With the help of a blond, porridge-sampling nuisance called Goldie, Red goes on a quest to cure Granny. Her journey takes her through dwarves’ caverns to a haunted well and a beast’s castle. All the while, Red and Goldie are followed by a wolf and a huntsman—two mortal enemies who seek the girls’ help to defeat each other. And one of them just might have the magical solution Red is looking for. . . .
Liesl Shurtliff weaves a spellbinding tale, shining the spotlight on a beloved character from her award-winning debut, Rump

Book in One Word: Red-riffic!

Something about Middle Grade novels just hits the spot. They can tackle serious, dark subjects but present them in a way that's light and not weighing down on you while you read. Plus, they tend to be such fun, and that is definitely the case with Red: The True Story of Red Riding Hood. Now, based on that title, you'd expect a retelling that's a longer version of a girl travelling alone through the woods to Grandma's house and finding something with a big mouth, ears, and teeth, oh my, yes? I'm pleased to say that you'd be quite wrong. Instead you'll find an original tale about Red Riding Hood, featuring other fairy tale superstars, a hunstman and a wolf, an adventure through The Woods, a magical red cloak, and a girl trying to save her grandmother.

Red is scared of using magic. Her grandmother's The Witch of the Woods and wields magic for this and that, but things always go awry when Red says a spell. (The book opens with "The first time I tried my hand at magic, I grew roses out of my nose.") When one spell goes so off kilter that Red almost kills her grandmother, she gives up magic for good--no good ever came of it for her, anyway. But then Grandma gets sick, and it's up to Red to save her. She could collect all the ingredients for the Curious Cure-All--including one drop of pixie venom (wear gloves), one pair of tree-nymph wings, and seven wolf hairs (best when fresh)--or she could find a way to keep her grandma from ever dying. With the help of a slightly-annoying girl named Goldie, Red, along with the help from a few somewhat familiar faces, travels through The Woods in an attempt to find the most powerful cure of all: immortality.

Red tackles accepting death, getting over our fears, and seeing that people are not always what they seem. At one point, Red asks herself a question: "Who was the monster, here?" I love it when stories play with that whole "who is the monster and who is the man?" concept, defying the norm of who's good and who's evil and switching them up. I think that's fantastic, and it's definitely at play in a few ways in Red, but I won't tell you how or with who (because of spoilers, of course). It's like Red says: "Funny, that we always told stories with wolves and beasts and demons as villains, but in real life it seemed the humans were always the worst enemies. You could be your own villain." I love that, and I love how this story was so very lightly about the typical Red Riding Hood and that it was more heavily something all its own.
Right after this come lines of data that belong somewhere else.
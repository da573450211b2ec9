// Copyright (c) 2026 Robert L. Snyder, Sierra Vista, AZ
// Licensed under the MIT License. See LICENSE file in the project root for details.

//! Headless playback device.
//!
//! Decodes clips like the real output would, then tracks playing time
//! against the wall clock without producing sound.

use std::time::{Duration, Instant};

use super::{decode_clip, Completion, PlaybackDevice, PlaybackHandle};
use crate::board::Clip;
use crate::error::Result;

/// A device that plays into the void
#[derive(Debug, Default)]
pub struct SilentDevice;

impl SilentDevice {
    /// Create a silent device
    pub fn new() -> Self {
        Self
    }
}

impl PlaybackDevice for SilentDevice {
    fn open(&mut self, clip: &Clip) -> Result<Box<dyn PlaybackHandle>> {
        let audio = decode_clip(clip)?;
        Ok(Box::new(SilentHandle::new(audio.duration())))
    }
}

/// Wall-clock stand-in for a playing clip
#[derive(Debug)]
pub struct SilentHandle {
    duration: Duration,
    /// Time played before the current run
    elapsed: Duration,
    /// Start of the current run, if playing
    started: Option<Instant>,
    volume: f32,
    finished: bool,
}

impl SilentHandle {
    /// Create a handle for a clip of the given length
    pub fn new(duration: Duration) -> Self {
        Self {
            duration,
            elapsed: Duration::ZERO,
            started: None,
            volume: 1.0,
            finished: false,
        }
    }

    /// Time played so far
    pub fn position(&self) -> Duration {
        let running = self.started.map(|s| s.elapsed()).unwrap_or_default();
        (self.elapsed + running).min(self.duration)
    }

    /// Whether the clock is running
    pub fn is_playing(&self) -> bool {
        self.started.is_some()
    }

    /// Current gain
    pub fn volume(&self) -> f32 {
        self.volume
    }
}

impl PlaybackHandle for SilentHandle {
    fn play(&mut self) -> Result<()> {
        if self.started.is_none() {
            self.started = Some(Instant::now());
        }
        Ok(())
    }

    fn pause(&mut self) {
        if let Some(started) = self.started.take() {
            self.elapsed += started.elapsed();
        }
    }

    fn stop(&mut self) {
        self.started = None;
        self.elapsed = Duration::ZERO;
    }

    fn set_volume(&mut self, volume: f32) {
        self.volume = volume.clamp(0.0, 1.0);
    }

    fn poll_completion(&mut self) -> Option<Completion> {
        if self.finished || self.started.is_none() {
            return None;
        }
        if self.position() >= self.duration {
            self.finished = true;
            self.started = None;
            return Some(Completion::Ended);
        }
        None
    }
}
Liesl Shurtliff colors outside the lines a lot in Red: The True Story of Red Riding Hood, and I'm pleased that she did. This never quite felt like a story about Red Riding Hood, but I think it worked well that way. Instead Shurtliff created this character who, while strong, wasn't invincible, and gave her a sort of hero's quest to go on. And it didn't hurt that Red encountered several well-known fairy tale characters along the way--and that they, too, differed from their origin stories. All Red wanted was to save her grandmother, but while on her quest she finds friendship in unexpected places, learns that living forever may not be all its cracked up to be, magic doesn't have to be feared, and that, while she can be strong on all her own, it does't hurt to have some company. As a certain character says, "Life is like a story. It doesn't mean anything if it doesn't end." Or does it?

Did I like it? Yes!
Did I love it? No, but not in a bad way, if that makes sense.
Would I reread it? I don't think I have any need to, but I wouldn't mind reading the previous books.
Would I purchase it? I liked it, but I'm not in any need to have it on my shelves.
Who would I recommend it to? This is an excellent story for lovers of fairy tales and Little Red Riding Hood, as well as those who like their stories filled with wit and adventure and enjoyment.

I received a copy of this book in exchange for an honest review.

Liesl Shurtliff was born and raised in Salt Lake City, Utah, with the mountains for her playground. Just like Rump, Liesl was shy about her name, growing up. Not only did it rhyme with weasel, she could never find it on any of those personalized key chains in gift shops. But over the years she’s grown to love having an unusual name—and today she wouldn’t change it for the world!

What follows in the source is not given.